Watching you build cities always makes me happy. Very real and I wish I could build like you. 😁 My game crashed and I don't know if I could recover it after the last updates. 😮💨 As for this new part of the city, it needs transportation to bring in those educated workers. That fire was brutal ......
Hey Phil, love your content! You've given me a lot of perspective to the organization behind the roads I drive every day, and I find myself thinking "how would Phil fix this road" all the time. I live in East Lansing Michigan, which has some horribly laid out roads that make my head scratch as to how they got past the planning phase. I was thinking that you should do a "city review" of East Lansing where you recreate small chunks in Cities 2 and then talk about how you would fix them! The east side of highway 127 where it diffuses into Saginaw and Grand River is the part that I think would make great content, and the amount of satisfaction I would get from seeing you fix this stretch of road that makes my life miserable can not be understated! Keep up the good work! Luv u bud
The railroad around the 6 minute mark makes me think of the Altoona Horseshoe Curve - a railroad the respects the topography and curves around a mountain range so they didn't have to build a bridge. It was a field trip location in elementary school
Lots of industrial places (Oil refineries, Paper Mills, etc) of that size will have a private fire brigade or office I feel like you need a really tiny single or 2 engine fire department for just the refinery.
The moment you said you needed a bridge, i thought that a slightly curved (or at least not a straight) bridge would look really good over the river from the "mainland" to Bailey.
Sorry my friend, canadian, albertan, and retired from the construction side of oilsands. What you saw in thise pictures of AB and BC were more likely natural gas site. Albertan doesnt produce shale oil, the shale production we have is SE of Edmonton and that's for natural gas. The closest we come to what you're looking for is SAGD ( Sream Assisted Gravity Drained) oilsands recovery, those look like the pictures you found for Alberta. We also mine oilsands for processing, and that looks like a extra dirty version of open pit copper mining. If you need visuals look up "oilsands production, Fort Macmurray, Woodbuffalo region, Alberta". Great series though, keep up the good work.

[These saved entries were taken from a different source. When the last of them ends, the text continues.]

//! Destination remote reconciliation

use mirror_git::naming::{destination_index, destination_remote_name, is_destination_remote};
use mirror_git::{LocalMirror, RemoteChange};
use serde::Serialize;

use super::error::SyncError;
use crate::Destination;

/// Remote names touched while reconciling.
#[derive(Debug, Clone, Default, PartialEq, Eq, Serialize)]
pub struct ReconcileSummary {
    pub added: Vec<String>,
    pub updated: Vec<String>,
    pub removed: Vec<String>,
}

impl ReconcileSummary {
    pub fn is_unchanged(&self) -> bool {
        self.added.is_empty() && self.updated.is_empty() && self.removed.is_empty()
    }
}

/// Make the mirror's `backup*` remotes exactly `backup0..backup{n-1}`,
/// pointing at `destinations` in order. Other remotes are left alone.
pub(crate) fn reconcile(
    mirror: &LocalMirror,
    destinations: &[Destination],
) -> Result<ReconcileSummary, SyncError> {
    let failed = |e: mirror_git::Error| SyncError::Reconcile {
        message: e.to_string(),
    };
    let mut summary = ReconcileSummary::default();

    for name in mirror.remotes().map_err(failed)?.into_keys() {
        if !is_destination_remote(&name) {
            continue;
        }
        let wanted = destination_index(&name).is_some_and(|i| i < destinations.len());
        if !wanted {
            mirror.remove_remote(&name).map_err(failed)?;
            summary.removed.push(name);
        }
    }

    for (index, destination) in destinations.iter().enumerate() {
        let name = destination_remote_name(index);
        match mirror
            .set_remote(&name, &destination.remote_url())
            .map_err(failed)?
        {
            RemoteChange::Added => summary.added.push(name),
            RemoteChange::Updated => summary.updated.push(name),
            RemoteChange::Unchanged => {}
        }
    }

    if !summary.is_unchanged() {
        tracing::info!(
            added = ?summary.added,
            updated = ?summary.updated,
            removed = ?summary.removed,
            "Reconciled destination remotes"
        );
    }
    Ok(summary)
}
//! Local mirror creation and upstream wiring

use std::path::Path;

use mirror_git::{LocalMirror, RemoteChange, UPSTREAM_REMOTE};

use super::SyncOptions;
use super::error::SyncError;
use crate::{ProjectId, upstream_url};

/// Open or create the mirror for `project` under `cache_root` and point
/// `origin` at the canonical upstream URL.
///
/// Existing history is never touched. The credential helper, if any, is only
/// written into freshly created mirrors.
pub(crate) fn initialize(
    project: &ProjectId,
    cache_root: &Path,
    options: &SyncOptions,
) -> Result<LocalMirror, SyncError> {
    let path = cache_root.join(project.as_str());
    let failed = |e: mirror_git::Error| SyncError::Initialization {
        path: path.clone(),
        message: e.to_string(),
    };

    let (mirror, created) = LocalMirror::open_or_init(&path).map_err(failed)?;
    if created {
        tracing::info!(project = %project, path = %path.display(), "Created local mirror");
        if let Some(helper) = &options.credential_helper {
            mirror.set_config("credential.helper", helper).map_err(failed)?;
        }
    } else {
        tracing::debug!(project = %project, path = %path.display(), "Reusing local mirror");
    }

    let url = upstream_url(&options.upstream_base, project);
    match mirror.set_remote(UPSTREAM_REMOTE, &url).map_err(failed)? {
        RemoteChange::Unchanged => {}
        change => tracing::info!(project = %project, %url, ?change, "Configured upstream remote"),
    }

    Ok(mirror)
}
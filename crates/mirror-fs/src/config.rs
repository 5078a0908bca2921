//! TOML configuration loading and saving

use std::path::Path;

use serde::{Serialize, de::DeserializeOwned};

use crate::{Error, Result, io};

/// Loads and saves TOML configuration files.
///
/// Saving goes through [`io::write_atomic`], so a crash mid-write never
/// leaves a truncated config behind.
#[derive(Debug, Default, Clone, Copy)]
pub struct ConfigStore;

impl ConfigStore {
    pub fn new() -> Self {
        Self
    }

    /// Load configuration from a TOML file.
    pub fn load<T: DeserializeOwned>(&self, path: &Path) -> Result<T> {
        let content = io::read_text(path)?;
        toml::from_str(&content).map_err(|e| Error::ConfigParse {
            path: path.to_path_buf(),
            message: e.to_string(),
        })
    }

    /// Load configuration, falling back to `T::default()` when the file is
    /// missing.
    pub fn load_or_default<T: DeserializeOwned + Default>(&self, path: &Path) -> Result<T> {
        if !path.exists() {
            tracing::debug!(path = %path.display(), "Config not found, using defaults");
            return Ok(T::default());
        }
        self.load(path)
    }

    /// Save configuration to a TOML file.
    pub fn save<T: Serialize>(&self, path: &Path, value: &T) -> Result<()> {
        let content = toml::to_string_pretty(value).map_err(|e| Error::ConfigSerialize {
            path: path.to_path_buf(),
            message: e.to_string(),
        })?;
        io::write_text(path, &content)
    }
}
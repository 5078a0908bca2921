//! Remote naming for the local mirror

/// Name of the remote that points at the upstream project.
pub const UPSTREAM_REMOTE: &str = "origin";

/// Prefix shared by every destination remote (`backup0`, `backup1`, ...).
pub const DESTINATION_PREFIX: &str = "backup";

/// Remote name for the destination at `index` in the configured list.
pub fn destination_remote_name(index: usize) -> String {
    format!("{DESTINATION_PREFIX}{index}")
}

/// Whether `name` lives in the destination namespace managed by the mirror.
///
/// Anything starting with the prefix counts, including malformed names such
/// as `backup-old` or `backup07`, so leftovers get cleaned up as well.
pub fn is_destination_remote(name: &str) -> bool {
    name.starts_with(DESTINATION_PREFIX)
}

/// Parse the position out of a canonical destination remote name.
///
/// Returns `None` for names that [`destination_remote_name`] would never
/// produce.
pub fn destination_index(name: &str) -> Option<usize> {
    let digits = name.strip_prefix(DESTINATION_PREFIX)?;
    let index: usize = digits.parse().ok()?;
    (index.to_string() == digits).then_some(index)
}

I mentioned in an earlier episode of naming a road on chairity Island for the stevedors. You could also name a road in Bailey for the roughnecks (oil workers), making it a theme for every industry to name a road as sort of a nod to the workers.
Currently, the steepest mainline railroad grade in the US is the 3.5% Raton Pass grade in New Mexico, with the original steepest being the 4.7% Saluda Grade in North Carolina, which was taken out of service in 2001.
Hey Phil, I think you should establish a train route between the main part of the county and Bailey! It would improve public transport for all of those people commuting to work in the new facilities! Love the series!
One thing I'd like to see them add to the game is a 1-way alley maybe the size of the path, maybe with no zoning so you could run thin alleys through towns just like you did with the paths
The most extreme railroad grade was the Saluda Grade in Western North Carolina, running from Asheville North Carolina down to Spartanburg South Carolina. It had a grade of 4.7%. It was built in the 1870s and eventually bought by Norfolk Southern, who operated it until 2001. It is now slated to become a walking trail. ETA: Love your content BTW. I'm hoping Paradox can fix the problems with the game and their marketing department.